Measurement of DNA damage associated with apoptosis by laser scanning cytometry

Background Phosphatidylserine (PS) binding by annexin V (AV) is an early membrane marker of apoptosis. Using laser scanning cytometry (LSC) and the comet assay, we showed that the DNA of AV+ cells is so highly fragmented that it cannot be quantified by the comet assay (Bacso et al.: Cancer Res 60:4623–8, 2000). Methods The “halo” assay was used instead of the comet assay to quantify DNA damage associated with apoptosis. The LSC was used to measure both AV fluorescence and DNA damage on the same Jurkat cells following treatment with anti‐Fas. The data from both sets of measurements were merged, allowing direct correlation of membrane and nuclear markers of cell death. Results AV+ cells had significant DNA damage determined by the ratio between nuclear DNA and peripheral (migrated) DNA. Cells in the early and late stages of apoptosis could be discriminated on the basis of DNA content. In addition, it was possible to distinguish between apoptotic and necrotic cells in the AV+ propidium iodide‐positive population based on DNA content and DNA damage.
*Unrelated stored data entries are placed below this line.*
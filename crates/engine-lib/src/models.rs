//! Core data models for the deployment engine

use serde::{Deserialize, Serialize};
use std::collections::BTreeMap;
use std::path::PathBuf;

/// GPU vendor family detected on the PCI bus
#[derive(Debug, Clone, Copy, PartialEq, Eq, Hash, Serialize, Deserialize)]
#[serde(rename_all = "lowercase")]
pub enum GpuVendor {
    Nvidia,
    Amd,
    Intel,
    /// No recognized GPU; services run software-only
    None,
}

impl GpuVendor {
    pub fn as_str(&self) -> &'static str {
        match self {
            GpuVendor::Nvidia => "nvidia",
            GpuVendor::Amd => "amd",
            GpuVendor::Intel => "intel",
            GpuVendor::None => "none",
        }
    }
}

/// A raw PCI bus enumeration record, as handed over by the host scanner
#[derive(Debug, Clone, Serialize, Deserialize)]
pub struct RawBusRecord {
    /// 4-hex-digit PCI vendor ID (e.g. "10de")
    pub vendor_id: String,
    /// 4-hex-digit PCI device ID
    pub device_id: String,
    /// Bus address (e.g. "0000:01:00.0")
    pub bus_address: String,
}

/// Normalized hardware profile produced by classification
///
/// Immutable once created; one profile per detected device.
#[derive(Debug, Clone, PartialEq, Eq, Serialize, Deserialize)]
pub struct HardwareProfile {
    pub vendor: GpuVendor,
    /// Capability tier, e.g. "RDNA3", "Arc", "CUDA-capable"
    pub device_class: String,
    pub bus_address: String,
}

/// Where a volume mount originated
///
/// User-supplied host paths are held to a stricter allow-list than
/// paths the catalog itself declares.
#[derive(Debug, Clone, Copy, PartialEq, Eq, Serialize, Deserialize)]
#[serde(rename_all = "lowercase")]
pub enum MountSource {
    Template,
    UserParameter,
}

/// A single host-to-container bind mount
#[derive(Debug, Clone, PartialEq, Eq, Serialize, Deserialize)]
pub struct VolumeMount {
    pub host_path: String,
    pub container_path: String,
    /// "rw" or "ro"
    pub mode: String,
    #[serde(default = "MountSource::template", skip_serializing)]
    pub source: MountSource,
}

impl MountSource {
    fn template() -> Self {
        MountSource::Template
    }
}

impl VolumeMount {
    pub fn template(host_path: impl Into<String>, container_path: impl Into<String>) -> Self {
        Self {
            host_path: host_path.into(),
            container_path: container_path.into(),
            mode: "rw".to_string(),
            source: MountSource::Template,
        }
    }

    pub fn user(host_path: impl Into<String>, container_path: impl Into<String>) -> Self {
        Self {
            host_path: host_path.into(),
            container_path: container_path.into(),
            mode: "rw".to_string(),
            source: MountSource::UserParameter,
        }
    }
}

/// A docker named volume and where it mounts in the container
#[derive(Debug, Clone, PartialEq, Eq, Serialize, Deserialize)]
pub struct NamedVolume {
    pub name: String,
    pub container_path: String,
}

/// A published port mapping
#[derive(Debug, Clone, Copy, PartialEq, Eq, Serialize, Deserialize)]
pub struct PortMapping {
    pub host: u16,
    pub container: u16,
}

/// The in-memory deployment descriptor built by the compositor
///
/// Mutable only during composition; the validator and writer treat it
/// as read-only. A descriptor that has not passed validation must
/// never reach the writer.
#[derive(Debug, Clone, PartialEq, Eq, Serialize, Deserialize)]
pub struct DeploymentDescriptor {
    pub service_id: String,
    pub image: String,
    pub container_name: String,
    pub volumes: Vec<VolumeMount>,
    /// Docker named volumes (declared in the top-level volumes section)
    pub named_volumes: Vec<NamedVolume>,
    pub devices: Vec<String>,
    pub environment: BTreeMap<String, String>,
    pub ports: Vec<PortMapping>,
    pub runtime: Option<String>,
    pub network_mode: Option<String>,
    pub restart: String,
    /// Always false out of composition; the validator rejects true
    pub privileged: bool,
}

/// A security rule checked by the validator
#[derive(Debug, Clone, Copy, PartialEq, Eq, Serialize, Deserialize)]
#[serde(rename_all = "snake_case")]
pub enum SecurityRule {
    ForbiddenMountTarget,
    UnconfinedHostPath,
    PathTraversal,
    PrivilegedMode,
    RuntimeNotAllowed,
    DeviceNotAllowed,
    IdentityOverride,
}

impl SecurityRule {
    pub fn as_str(&self) -> &'static str {
        match self {
            SecurityRule::ForbiddenMountTarget => "forbidden_mount_target",
            SecurityRule::UnconfinedHostPath => "unconfined_host_path",
            SecurityRule::PathTraversal => "path_traversal",
            SecurityRule::PrivilegedMode => "privileged_mode",
            SecurityRule::RuntimeNotAllowed => "runtime_not_allowed",
            SecurityRule::DeviceNotAllowed => "device_not_allowed",
            SecurityRule::IdentityOverride => "identity_override",
        }
    }
}

/// A single rule violation found during validation
#[derive(Debug, Clone, PartialEq, Eq, Serialize, Deserialize)]
pub struct Violation {
    pub rule: SecurityRule,
    pub detail: String,
}

/// The validator's verdict for one descriptor
///
/// Binary at the descriptor level; all violations are collected, not
/// just the first.
#[derive(Debug, Clone, PartialEq, Eq, Serialize, Deserialize)]
pub struct ValidationVerdict {
    pub accepted: bool,
    pub violations: Vec<Violation>,
}

impl ValidationVerdict {
    pub fn from_violations(violations: Vec<Violation>) -> Self {
        Self {
            accepted: violations.is_empty(),
            violations,
        }
    }
}

/// The on-disk result of a successful write
#[derive(Debug, Clone, Serialize, Deserialize)]
pub struct PersistedArtifact {
    pub service_id: String,
    pub path: PathBuf,
    /// SHA256 of the written content
    pub checksum: String,
    pub size_bytes: u64,
    pub written_at: i64,
}

/// Outcome of a deploy request
#[derive(Debug, Clone, Serialize, Deserialize)]
#[serde(tag = "status", rename_all = "snake_case")]
pub enum DeployOutcome {
    Written(PersistedArtifact),
    Rejected(ValidationVerdict),
    NotFound { service_id: String },
}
The addition of specific inhibitors for caspases‐8, 9, and 3 blocked both PS externalization and DNA fragmentation, indicating these events are downstream from caspase activation. Conclusions This technique allows accurate distinction between apoptotic and necrotic cells and cytometric grading of apoptosis. Cytometry 45:180–186, 2001. © 2001 Wiley‐Liss, Inc.